Por qué han guardado hasta aquí silencio.

Creíamos y pensábamos que para personas discretas y buenas debería bastar nuestra cordura y largo silencio, adornado de los caracteres de prudencia y magnanimidad que deben tener siempre los Institutos religiosos, para que desde luego rechazaran esas acusaciones, y formasen juicio de que no hacían mella en nuestro crédito y prestigio esos repetidos ataques. Supusimos que esa campaña de diatribas y reproches se desvanecería por fin como nube de verano, formada con los humos de las fraguas de la masonería y el filibusterismo.

Pero la tormenta, en vez de disiparse, parece tomar incremento cada día. La paz de Biac-na-bató ha vuelto á poner en boca de muchos la astuta afirmación, hecha ahora por los cabecillas, de que los Institutos Regulares han sido la única causa de la insurrección. El carbonario Katipunan, que como terrible plaga sigue extendiéndose en las Islas, ha fijado por orden de su gran Oriente, entre los primeros artículos de su programa de odio de raza, la extinción de los Religiosos.
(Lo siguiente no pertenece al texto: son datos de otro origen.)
#![allow(dead_code)]

use async_trait::async_trait;
use axum::Router;
use cozy_task_server::config::Config;
use cozy_task_server::payment::{
    CheckoutSessionRequest, NewCustomer, PaymentError, PaymentProcessor, ProcessorSubscription,
};
use cozy_task_server::suggestion::{GenerationError, TextGenerator};
use migration::MigratorTrait;
use sea_orm::{Database, DatabaseConnection};
use testcontainers_modules::testcontainers::runners::AsyncRunner;
use testcontainers_modules::{postgres, testcontainers};

pub const JWT_SECRET: &str = "test_secret";
pub const WEBHOOK_SECRET: &str = "whsec_test";

pub async fn setup_container() -> anyhow::Result<testcontainers::ContainerAsync<postgres::Postgres>>
{
    let container = postgres::Postgres::default().start().await?;
    Ok(container)
}

pub async fn setup_db(
    container: &testcontainers::ContainerAsync<postgres::Postgres>,
) -> anyhow::Result<DatabaseConnection> {
    let host = container.get_host().await?;
    let port = container.get_host_port_ipv4(5432).await?;
    let db_url = format!("postgres://postgres:postgres@{}:{}/postgres", host, port);
    let db = Database::connect(&db_url).await?;
    migration::Migrator::up(&db, None).await?;
    Ok(db)
}

/// Config pointing the local store at `local_store_dir`; outbound URLs are unused placeholders.
pub fn test_config(local_store_dir: &std::path::Path) -> Config {
    Config {
        db_url: "".to_string(),
        port: 8080,
        jwt_secret: JWT_SECRET.to_string(),
        public_url: "http://localhost:3000".to_string(),
        local_store_dir: local_store_dir.to_string_lossy().to_string(),
        gemini_api_key: None,
        gemini_base_url: "http://127.0.0.1:9".to_string(),
        stripe_secret_key: "sk_test".to_string(),
        stripe_webhook_secret: Some(WEBHOOK_SECRET.to_string()),
        stripe_base_url: "http://127.0.0.1:9".to_string(),
        stripe_monthly_price_id: Some("price_monthly".to_string()),
        stripe_yearly_price_id: Some("price_yearly".to_string()),
    }
}

pub async fn bearer_token(user_id: &str) -> String {
    let token = cozy_task_server::auth::encode_jwt(
        user_id.to_string(),
        Some(format!("{}@example.com", user_id)),
        JWT_SECRET,
    )
    .await
    .unwrap();
    format!("Bearer {}", token)
}

/// Serves `router` on an ephemeral local port and returns its base URL.
pub async fn spawn_stub(router: Router) -> String {
    let listener = tokio::net::TcpListener::bind("127.0.0.1:0").await.unwrap();
    let address = listener.local_addr().unwrap();
    tokio::spawn(async move {
        axum::serve(listener, router).await.unwrap();
    });
    format!("http://{}", address)
}

/// Payment processor that knows no subscriptions and names every product "Monthly".
pub struct OfflineProcessor;

#[async_trait]
impl PaymentProcessor for OfflineProcessor {
    async fn create_customer(&self, customer: &NewCustomer) -> Result<String, PaymentError> {
        Ok(format!("cus_{}", customer.user_id))
    }

    async fn create_checkout_session(
        &self,
        request: &CheckoutSessionRequest,
    ) -> Result<String, PaymentError> {
        Ok(format!("cs_{}", request.price_id))
    }

    async fn create_portal_session(
        &self,
        customer_id: &str,
        return_url: &str,
    ) -> Result<String, PaymentError> {
        Ok(format!("https://billing.example.com/{}?return={}", customer_id, return_url))
    }

    async fn active_subscription(
        &self,
        _customer_id: &str,
    ) -> Result<Option<ProcessorSubscription>, PaymentError> {
        Ok(None)
    }

    async fn product_plan(&self, _product_id: &str) -> Result<String, PaymentError> {
        Ok("monthly".to_string())
    }
}

/// Generator that always answers with the same text.
pub struct CannedGenerator(pub &'static str);

#[async_trait]
impl TextGenerator for CannedGenerator {
    async fn generate(&self, _model: &str, _prompt: &str) -> Result<String, GenerationError> {
        Ok(self.0.to_string())
    }
}
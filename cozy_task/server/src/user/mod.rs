use crate::entities::*;
use chrono::Utc;
use sea_orm::sea_query::{Expr, OnConflict};
use sea_orm::*;

/// Billing columns written after a subscription change.
#[derive(Debug, Clone, Default, PartialEq, Eq)]
pub struct BillingUpdate {
    pub is_paid_user: bool,
    pub subscription_id: Option<String>,
    pub subscription_status: Option<String>,
    pub plan: Option<String>,
}

/// Reads and writes the `users` table.
pub struct UserService<'a> {
    db: &'a DatabaseConnection,
}

impl UserService<'_> {
    pub fn new(db: &DatabaseConnection) -> UserService<'_> {
        UserService { db }
    }

    #[tracing::instrument(skip(self))]
    pub async fn find(&self, user_id: &str) -> Result<Option<user::Model>, DbErr> {
        user::Entity::find_by_id(user_id.to_string())
            .one(self.db)
            .await
    }

    #[tracing::instrument(skip(self))]
    pub async fn find_by_customer(&self, customer_id: &str) -> Result<Option<user::Model>, DbErr> {
        user::Entity::find()
            .filter(user::Column::StripeCustomerId.eq(customer_id))
            .one(self.db)
            .await
    }

    /// Records the processor customer for a user, creating the row if needed.
    ///
    /// # Arguments
    ///
    /// * `user_id` - The user the customer belongs to.
    /// * `email` - The user's email, stored when the row is created.
    /// * `customer_id` - The processor's customer id.
    #[tracing::instrument(skip(self))]
    pub async fn upsert_customer(
        &self,
        user_id: &str,
        email: Option<&str>,
        customer_id: &str,
    ) -> Result<(), DbErr> {
        let now = Utc::now();
        let row = user::ActiveModel {
            user_id: ActiveValue::Set(user_id.to_string()),
            email: ActiveValue::Set(email.map(str::to_string)),
            is_paid_user: ActiveValue::Set(false),
            stripe_customer_id: ActiveValue::Set(Some(customer_id.to_string())),
            stripe_subscription_id: ActiveValue::Set(None),
            subscription_status: ActiveValue::Set(None),
            plan: ActiveValue::Set(None),
            created_at: ActiveValue::Set(now),
            updated_at: ActiveValue::Set(now),
        };
        user::Entity::insert(row)
            .on_conflict(
                OnConflict::column(user::Column::UserId)
                    .update_columns([user::Column::StripeCustomerId, user::Column::UpdatedAt])
                    .to_owned(),
            )
            .exec_without_returning(self.db)
            .await?;
        Ok(())
    }

    /// Sets only the paid flag. Returns false if the user has no row.
    #[tracing::instrument(skip(self))]
    pub async fn set_paid(&self, user_id: &str, is_paid_user: bool) -> Result<bool, DbErr> {
        let result = user::Entity::update_many()
            .col_expr(user::Column::IsPaidUser, Expr::value(is_paid_user))
            .col_expr(user::Column::UpdatedAt, Expr::value(Utc::now()))
            .filter(user::Column::UserId.eq(user_id))
            .exec(self.db)
            .await?;
        Ok(result.rows_affected > 0)
    }

    /// Writes the billing columns; `None` fields keep their stored value.
    /// Returns false if the user has no row.
    #[tracing::instrument(skip(self))]
    pub async fn update_billing(&self, user_id: &str, update: BillingUpdate) -> Result<bool, DbErr> {
        let mut query = user::Entity::update_many()
            .col_expr(user::Column::IsPaidUser, Expr::value(update.is_paid_user))
            .col_expr(user::Column::UpdatedAt, Expr::value(Utc::now()));
        if let Some(subscription_id) = update.subscription_id {
            query = query.col_expr(
                user::Column::StripeSubscriptionId,
                Expr::value(subscription_id),
            );
        }
        if let Some(status) = update.subscription_status {
            query = query.col_expr(user::Column::SubscriptionStatus, Expr::value(status));
        }
        if let Some(plan) = update.plan {
            query = query.col_expr(user::Column::Plan, Expr::value(plan));
        }
        let result = query
            .filter(user::Column::UserId.eq(user_id))
            .exec(self.db)
            .await?;
        Ok(result.rows_affected > 0)
    }
}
En la Península, y aquí, los masones y cuantos de un modo ú otro los secundan, han recrudecido su guerra contra nosotros. En Madrid se han publicado manifiestos en los que abusando del nombre de Filipinas se piden medidas grandemente deshonrosas y vejatorias para el Clero; y hasta en el ministerio de Ultramar, siquier oficiosamente, han logrado introducirse personas que, perseguidas como infidentes por los Tribunales, no ocultan su animadversión á las Corporaciones Religiosas. Y si en vista de todas estas circunstancias continuáramos callados, nuestro silencio se tomaría con razón por cobardía ó argumento de culpabilidad, nuestra paciencia se calificaría de debilidad, y hasta las personas sólidamente católicas y sensatas, que reconocen lo injustificado de los ataques que se nos dirigen, podrían con motivo discurrir que estábamos manchados, ó que habíamos llegado á tal estado de postración que impunemente se nos podía atropellar y conculcar, como si en realidad de verdad fuéramos entidades viejas y podridas cuya decadencia es próximo síntoma de muerte.
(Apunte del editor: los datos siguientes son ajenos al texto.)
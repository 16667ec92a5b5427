use sea_orm_migration::prelude::*;
use sea_orm_migration::schema::*;

#[derive(DeriveMigrationName)]
pub struct Migration;

#[derive(DeriveIden)]
enum Tasks {
    Table,
    Id,
    UserId,
    Title,
    Description,
    Status,
    DueDate,
    Priority,
    Tags,
    CreatedAt,
    UpdatedAt,
}

#[derive(DeriveIden)]
enum Users {
    Table,
    UserId,
    Email,
    IsPaidUser,
    StripeCustomerId,
    StripeSubscriptionId,
    SubscriptionStatus,
    Plan,
    CreatedAt,
    UpdatedAt,
}

#[derive(DeriveIden)]
enum UserProfiles {
    Table,
    Id,
    SubscriptionStatus,
    Plan,
}

const IDX_TASKS_USER_ID: &str = "idx-tasks-user_id";
const IDX_USERS_STRIPE_CUSTOMER_ID: &str = "idx-users-stripe_customer_id";

#[async_trait::async_trait]
impl MigrationTrait for Migration {
    async fn up(&self, manager: &SchemaManager) -> Result<(), DbErr> {
        manager
            .create_table(
                Table::create()
                    .table(Tasks::Table)
                    .if_not_exists()
                    .col(string(Tasks::Id).primary_key())
                    .col(string(Tasks::UserId))
                    .col(string(Tasks::Title))
                    .col(text_null(Tasks::Description))
                    .col(string(Tasks::Status).default("pending"))
                    .col(timestamp_with_time_zone_null(Tasks::DueDate))
                    .col(string(Tasks::Priority).default("medium"))
                    .col(json_binary(Tasks::Tags).default(Expr::cust("'[]'::jsonb")))
                    .col(
                        timestamp_with_time_zone(Tasks::CreatedAt)
                            .default(Expr::current_timestamp()),
                    )
                    .col(
                        timestamp_with_time_zone(Tasks::UpdatedAt)
                            .default(Expr::current_timestamp()),
                    )
                    .to_owned(),
            )
            .await?;

        manager
            .create_index(
                Index::create()
                    .name(IDX_TASKS_USER_ID)
                    .table(Tasks::Table)
                    .col(Tasks::UserId)
                    .to_owned(),
            )
            .await?;

        manager
            .create_table(
                Table::create()
                    .table(Users::Table)
                    .if_not_exists()
                    .col(string(Users::UserId).primary_key())
                    .col(string_null(Users::Email))
                    .col(boolean(Users::IsPaidUser).default(false))
                    .col(string_null(Users::StripeCustomerId))
                    .col(string_null(Users::StripeSubscriptionId))
                    .col(string_null(Users::SubscriptionStatus))
                    .col(string_null(Users::Plan))
                    .col(
                        timestamp_with_time_zone(Users::CreatedAt)
                            .default(Expr::current_timestamp()),
                    )
                    .col(
                        timestamp_with_time_zone(Users::UpdatedAt)
                            .default(Expr::current_timestamp()),
                    )
                    .to_owned(),
            )
            .await?;

        manager
            .create_index(
                Index::create()
                    .name(IDX_USERS_STRIPE_CUSTOMER_ID)
                    .table(Users::Table)
                    .col(Users::StripeCustomerId)
                    .to_owned(),
            )
            .await?;

        manager
            .create_table(
                Table::create()
                    .table(UserProfiles::Table)
                    .if_not_exists()
                    .col(string(UserProfiles::Id).primary_key())
                    .col(string_null(UserProfiles::SubscriptionStatus))
                    .col(string_null(UserProfiles::Plan))
                    .to_owned(),
            )
            .await
    }

    async fn down(&self, manager: &SchemaManager) -> Result<(), DbErr> {
        manager
            .drop_index(
                Index::drop()
                    .name(IDX_TASKS_USER_ID)
                    .table(Tasks::Table)
                    .to_owned(),
            )
            .await?;
        manager
            .drop_index(
                Index::drop()
                    .name(IDX_USERS_STRIPE_CUSTOMER_ID)
                    .table(Users::Table)
                    .to_owned(),
            )
            .await?;
        manager
            .drop_table(Table::drop().table(Tasks::Table).to_owned())
            .await?;
        manager
            .drop_table(Table::drop().table(Users::Table).to_owned())
            .await?;
        manager
            .drop_table(Table::drop().table(UserProfiles::Table).to_owned())
            .await
    }
}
Prius mori, quam fœdari, dijeron los antiguos; y los fidelísimos Macabeos: Más vale morir en el combate que ver el exterminio de nuestra nación y del santuario, Mientras las Corporaciones existan, tendrán á gala, como es su deber, repetir con San Pablo: Quamdiu sum Apostolus, ministerium meum honorificabo. Hemos procurado honrar siempre nuestro ministerio, y lo seguiremos honrando ahora y en lo sucesivo, con la gracia de Dios, que confiamos no nos ha de faltar; y por eso no vacilamos en dirigirnos hoy á los altos Poderes de la Nación, abrigando la confianza de que si somos pobres y desvalidos, y no tenemos otro amparo que nuestra limpia historia, nuestra honra inmaculada y nuestros indiscutibles derechos, hablamos á personas en quienes la ilustración y la sensatez se hermanan con la hidalguía de sentimientos, siempre pronta á atender principalmente al pobre y al débil, y en quienes el respeto y cariño á las instituciones católicas y al por tantos títulos glorioso y benemérito Clero Regular de Filipinas, las ponen á cubierto de las sugestiones de las sectas y de los prejuicios de los partidos anticlericales y separatistas.